A troca de experiências é um dos grandes destaques do simpósio. A cientista política Vera Schattan Coelho, do Centro Brasileiro de Análise e Planejamento (Cebrap), vai representar o Brasil nessa troca. Em uma mesa-redonda no evento, ela vai apresentar aos chineses, anfitriões do evento, a experiência brasileira com o Sistema Único de Saúde (SUS).

Entre o público e o privado

Nas últimas décadas, a China tem promovido diversas reformas em seu sistema de saúde. A mais recente, anunciada em 2009, tem como meta alcançar a cobertura universal até 2020. No momento, segundo a OMS, 95% da população de 1,3 bilhão de pessoas já estão asseguradas. Mas diferentemente do Brasil, onde o governo financia integralmente a saúde, na China, a população divide as despesas com o governo e tem que pagar por parte das consultas e tratamentos.

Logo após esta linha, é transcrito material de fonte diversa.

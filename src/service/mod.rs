//! Storage Services
//!
//! A service owns one initialized storage driver and serializes every
//! queued task against it.

pub mod metrics;
pub mod storage_service;
pub mod task;

pub use storage_service::{resolve_driver_name, to_task_value, ServiceSet, StorageService};
pub use task::{TaskError, TaskErrorKind, TaskHandle, TaskInfo, TaskRunFn, TaskStatus};
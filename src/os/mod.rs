//! Host OS Layer
//!
//! Mount table parsing, filesystem probing, subprocess execution and the
//! Linux mount engine.

pub mod command;
pub mod linux;
pub mod mountinfo;
pub mod probe;

pub use command::{CommandExecutor, CommandExecutorRef, CommandOutput, CommandSpec, HostCommands, Secret};
pub use linux::{DeviceClass, LinuxOsDriver, Mounter, MounterRef, SyscallMounter};
pub use mountinfo::{attachment_status, local_devices, parse_mount_line, parse_mount_table};
pub use probe::probe_fs_type;

use crate::registry::RegistryBuilder;

/// Register the OS drivers
pub fn register(builder: &mut RegistryBuilder) {
    builder.register_os_driver(linux::DRIVER_NAME, || Box::new(LinuxOsDriver::new()));
}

“O sistema de saúde chinês tem movimentos entre público e privado muito diferentes do sistema brasileiro”, comenta Coelho. “Aqui, há certa penetração da rede privada – cerca de 30% da população tem planos de saúde e usam o SUS apenas de forma seletiva –, mas a grande maioria usa o SUS e recebe atendimento e medicamentos gratuitamente.” 

“A experiência brasileira de forte participação social via conferências e os demais mecanismos de governança que sustentam o SUS podem servir de exemplo para os chineses”

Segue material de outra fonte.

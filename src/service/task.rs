//! Tasks
//!
//! A task is one unit of work queued against a storage service. The queued
//! half ([`Task`]) travels through the service's queue and owns the
//! completion sender; callers hold the other half ([`TaskHandle`]) and
//! observe status or await the result. Dropping a queued task without
//! running it closes the channel, which handles report as
//! [`Error::TaskAborted`].

use crate::domain::ports::StorageDriverRef;
use crate::error::{Error, Result};
use crate::service::metrics::task_metrics;
use chrono::{DateTime, Utc};
use futures::future::BoxFuture;
use futures::FutureExt;
use parking_lot::Mutex;
use serde::{Deserialize, Serialize};
use serde_json::Value;
use std::panic::AssertUnwindSafe;
use std::sync::Arc;
use std::time::Instant;
use tokio::sync::watch;
use tracing::{debug, warn};

/// Body of a task: receives the service's driver, yields a JSON result
pub type TaskRunFn = Box<dyn FnOnce(StorageDriverRef) -> BoxFuture<'static, Result<Value>> + Send>;

// =============================================================================
// Status & Errors
// =============================================================================

#[derive(Debug, Clone, Copy, PartialEq, Eq, Serialize, Deserialize)]
#[serde(rename_all = "lowercase")]
pub enum TaskStatus {
    Queued,
    Running,
    Completed,
    Failed,
}

impl TaskStatus {
    pub fn is_terminal(&self) -> bool {
        matches!(self, TaskStatus::Completed | TaskStatus::Failed)
    }

    pub fn as_str(&self) -> &'static str {
        match self {
            TaskStatus::Queued => "queued",
            TaskStatus::Running => "running",
            TaskStatus::Completed => "completed",
            TaskStatus::Failed => "failed",
        }
    }
}

/// Coarse classification of a captured task error
#[derive(Debug, Clone, Copy, PartialEq, Eq, Serialize, Deserialize)]
#[serde(rename_all = "snake_case")]
pub enum TaskErrorKind {
    NotFound,
    Validation,
    NotImplemented,
    Schema,
    Panicked,
    Backend,
}

impl From<&Error> for TaskErrorKind {
    fn from(err: &Error) -> Self {
        if err.is_not_found() {
            TaskErrorKind::NotFound
        } else if err.is_not_implemented() {
            TaskErrorKind::NotImplemented
        } else if err.is_validation() {
            TaskErrorKind::Validation
        } else if matches!(err, Error::ResultSchema { .. }) {
            TaskErrorKind::Schema
        } else {
            TaskErrorKind::Backend
        }
    }
}

/// Error captured on a task; never propagated across the queue
#[derive(Debug, Clone, PartialEq, Serialize, Deserialize)]
pub struct TaskError {
    pub kind: TaskErrorKind,
    pub message: String,
}

// =============================================================================
// Task Info
// =============================================================================

/// Serializable view of a task
#[derive(Debug, Clone, PartialEq, Serialize, Deserialize)]
pub struct TaskInfo {
    pub id: String,
    pub service: String,
    pub status: TaskStatus,
    pub queued_at: DateTime<Utc>,
    #[serde(default, skip_serializing_if = "Option::is_none")]
    pub started_at: Option<DateTime<Utc>>,
    #[serde(default, skip_serializing_if = "Option::is_none")]
    pub completed_at: Option<DateTime<Utc>>,
    #[serde(default, skip_serializing_if = "Option::is_none")]
    pub result: Option<Value>,
    #[serde(default, skip_serializing_if = "Option::is_none")]
    pub error: Option<TaskError>,
}

// =============================================================================
// Queued Task
// =============================================================================

/// The queued half of a task
pub struct Task {
    info: Arc<Mutex<TaskInfo>>,
    run: TaskRunFn,
    schema: Option<Value>,
    done: watch::Sender<TaskStatus>,
}

impl Task {
    /// Create a task and the handle observing it
    pub fn new(service: &str, run: TaskRunFn, schema: Option<Value>) -> (Task, TaskHandle) {
        let info = Arc::new(Mutex::new(TaskInfo {
            id: uuid::Uuid::new_v4().to_string(),
            service: service.to_string(),
            status: TaskStatus::Queued,
            queued_at: Utc::now(),
            started_at: None,
            completed_at: None,
            result: None,
            error: None,
        }));
        let (done, status) = watch::channel(TaskStatus::Queued);
        let handle = TaskHandle {
            info: info.clone(),
            status,
        };
        (
            Task {
                info,
                run,
                schema,
                done,
            },
            handle,
        )
    }

    pub fn id(&self) -> String {
        self.info.lock().id.clone()
    }

    /// Run the body against `driver` and publish the outcome
    ///
    /// Failures and panics in the body are captured on the task.
    pub async fn execute(self, driver: StorageDriverRef) {
        let (id, service) = {
            let mut info = self.info.lock();
            info.status = TaskStatus::Running;
            info.started_at = Some(Utc::now());
            (info.id.clone(), info.service.clone())
        };
        let _ = self.done.send(TaskStatus::Running);
        debug!(service = %service, task_id = %id, "Task started");

        let started = Instant::now();
        let run = self.run;
        let outcome = AssertUnwindSafe(async move { run(driver).await })
            .catch_unwind()
            .await;
        let elapsed = started.elapsed();

        let (result, error) = match outcome {
            Ok(Ok(value)) => match check_schema(&id, self.schema.as_ref(), &value) {
                Ok(()) => (Some(value), None),
                Err(e) => (None, Some(captured(&e))),
            },
            Ok(Err(e)) => (None, Some(captured(&e))),
            Err(_) => (
                None,
                Some(TaskError {
                    kind: TaskErrorKind::Panicked,
                    message: "task body panicked".into(),
                }),
            ),
        };

        let status = if error.is_some() {
            TaskStatus::Failed
        } else {
            TaskStatus::Completed
        };
        if let Some(err) = &error {
            warn!(service = %service, task_id = %id, kind = ?err.kind, error = %err.message, "Task failed");
        } else {
            debug!(service = %service, task_id = %id, elapsed_ms = elapsed.as_millis() as u64, "Task completed");
        }

        if let Some(metrics) = task_metrics() {
            metrics
                .tasks_total
                .with_label_values(&[service.as_str(), status.as_str()])
                .inc();
            metrics
                .task_duration
                .with_label_values(&[service.as_str()])
                .observe(elapsed.as_secs_f64());
        }

        {
            let mut info = self.info.lock();
            info.status = status;
            info.completed_at = Some(Utc::now());
            info.result = result;
            info.error = error;
        }
        let _ = self.done.send(status);
    }
}

fn captured(err: &Error) -> TaskError {
    TaskError {
        kind: err.into(),
        message: err.to_string(),
    }
}

/// Check a result against the `type`/`required` parts of a JSON schema
pub fn check_schema(task_id: &str, schema: Option<&Value>, value: &Value) -> Result<()> {
    let Some(schema) = schema else {
        return Ok(());
    };
    let fail = |reason: String| Error::ResultSchema {
        task_id: task_id.to_string(),
        reason,
    };

    let required: Vec<&str> = schema
        .get("required")
        .and_then(Value::as_array)
        .map(|keys| keys.iter().filter_map(Value::as_str).collect())
        .unwrap_or_default();
    let wants_object = schema.get("type").and_then(Value::as_str) == Some("object");

    if !wants_object && required.is_empty() {
        return Ok(());
    }
    let object = value
        .as_object()
        .ok_or_else(|| fail("result is not an object".into()))?;
    if let Some(missing) = required.iter().find(|k| !object.contains_key(**k)) {
        return Err(fail(format!("missing required key {:?}", missing)));
    }
    Ok(())
}

// =============================================================================
// Task Handle
// =============================================================================

/// Caller-side view of a task
#[derive(Clone)]
pub struct TaskHandle {
    info: Arc<Mutex<TaskInfo>>,
    status: watch::Receiver<TaskStatus>,
}

impl std::fmt::Debug for TaskHandle {
    fn fmt(&self, f: &mut std::fmt::Formatter<'_>) -> std::fmt::Result {
        let info = self.info.lock();
        f.debug_struct("TaskHandle")
            .field("id", &info.id)
            .field("status", &info.status)
            .finish()
    }
}

impl TaskHandle {
    pub fn id(&self) -> String {
        self.info.lock().id.clone()
    }

    pub fn status(&self) -> TaskStatus {
        self.info.lock().status
    }

    pub fn is_done(&self) -> bool {
        self.status().is_terminal()
    }

    pub fn snapshot(&self) -> TaskInfo {
        self.info.lock().clone()
    }

    /// Wait for the task to finish and return its result
    pub async fn wait(&self) -> Result<Value> {
        let mut status = self.status.clone();
        if status.wait_for(TaskStatus::is_terminal).await.is_err() && !self.is_done() {
            return Err(Error::TaskAborted { task_id: self.id() });
        }

        let info = self.snapshot();
        match (info.result, info.error) {
            (Some(value), None) => Ok(value),
            (_, Some(err)) => Err(Error::TaskFailed {
                task_id: info.id,
                message: err.message,
            }),
            (None, None) => Err(Error::TaskAborted { task_id: info.id }),
        }
    }
}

Segundo a pesquisadora, o sistema de saúde brasileiro pode servir de exemplo em muitos aspectos, principalmente na participação social. Desde o início da implantação do SUS, ele conta com conferências abertas à sociedade civil. Essas reuniões, realizadas a cada quatro anos, têm por objetivo avaliar a situação da saúde e formular diretrizes para políticas públicas na área.

“Viabilizar um sistema público de saúde não é fácil, principalmente um sistema como o nosso, em que não se paga nada”, diz Coelho. “A experiência brasileira de forte participação social via conferências e os demais mecanismos de governança que sustentam o SUS podem servir de exemplo para os chineses.”

Identificando problemas

No simpósio também serão apresentados diagnósticos da situação dos sistemas de saúde pelo mundo. A farmacêutica Vera Luiza, da Fundação Oswaldo Cruz (Fiocruz), é uma das pesquisadoras que vai participar desse tipo de debate. Durante um ano, ela e sua equipe fizeram um levantamento para identificar temas prioritários em relação ao acesso a medicamentos em 12 países da América Latina.

Parlamentares, médicos e pesquisadores da região foram entrevistados e também foi feita uma pesquisa sobre as publicações na área. De acordo com Luiza, os problemas encontrados foram os mesmos sinalizados em estudos semelhantes de escala global. Implantar modelos de financiamento de acesso público a medicamento que atendam a todos é um dos maiores desafios.

“No Brasil, os medicamentos são assegurados à população via seguridade social, mas muitos países têm problemas de cobertura, pessoas fora do mercado de trabalho, por exemplo, ficam sem proteção e não recebem esses medicamentos”, exemplifica a pesquisadora.

Medicamentos
Estudo mostra que os modelos públicos de financiamento de medicamentos e o acesso da população a esses remédios ainda enfrentam dificuldades na América Latina. Dados sobre a pesquisa serão apresentados em simpósio na China. (foto: Adam Ciesielski/ Sxc.hu)

Outro entrave comum identificado pelo estudo é o mau uso dos mecanismos oferecidos pelos programas de financiamento público de remédios. Segundo a pesquisadora, uma das maiores dificuldades é a não adesão dos médicos às listas de medicamentos gratuitos estabelecidas pelos governos de cada país. “Se os médicos não receitam os remédios dessas listas, de nada adiantam os esforço para que os medicamentos sejam disponibilizados.”

Apesar de os problemas identificados ocorrerem também no Brasil, Luiza acredita que nosso país tem progredido na área e pode contribuir com as discussões do simpósio. “O Brasil é uma liderança na área de medicamentos, tem uma agenda bem definida de pesquisa em saúde”, diz. “Apesar de todos os problemas que ainda enfrentamos na área de saúde, temos avançado muito com políticas bem definidas e baseadas em evidências científicas.”

Sofia Moutinho*
Ciência Hoje On-line

* A repórter foi convidada pela OMS para cobrir o II Simpósio Global sobre Pesquisas em Sistemas de Saúde, em Beijing, China.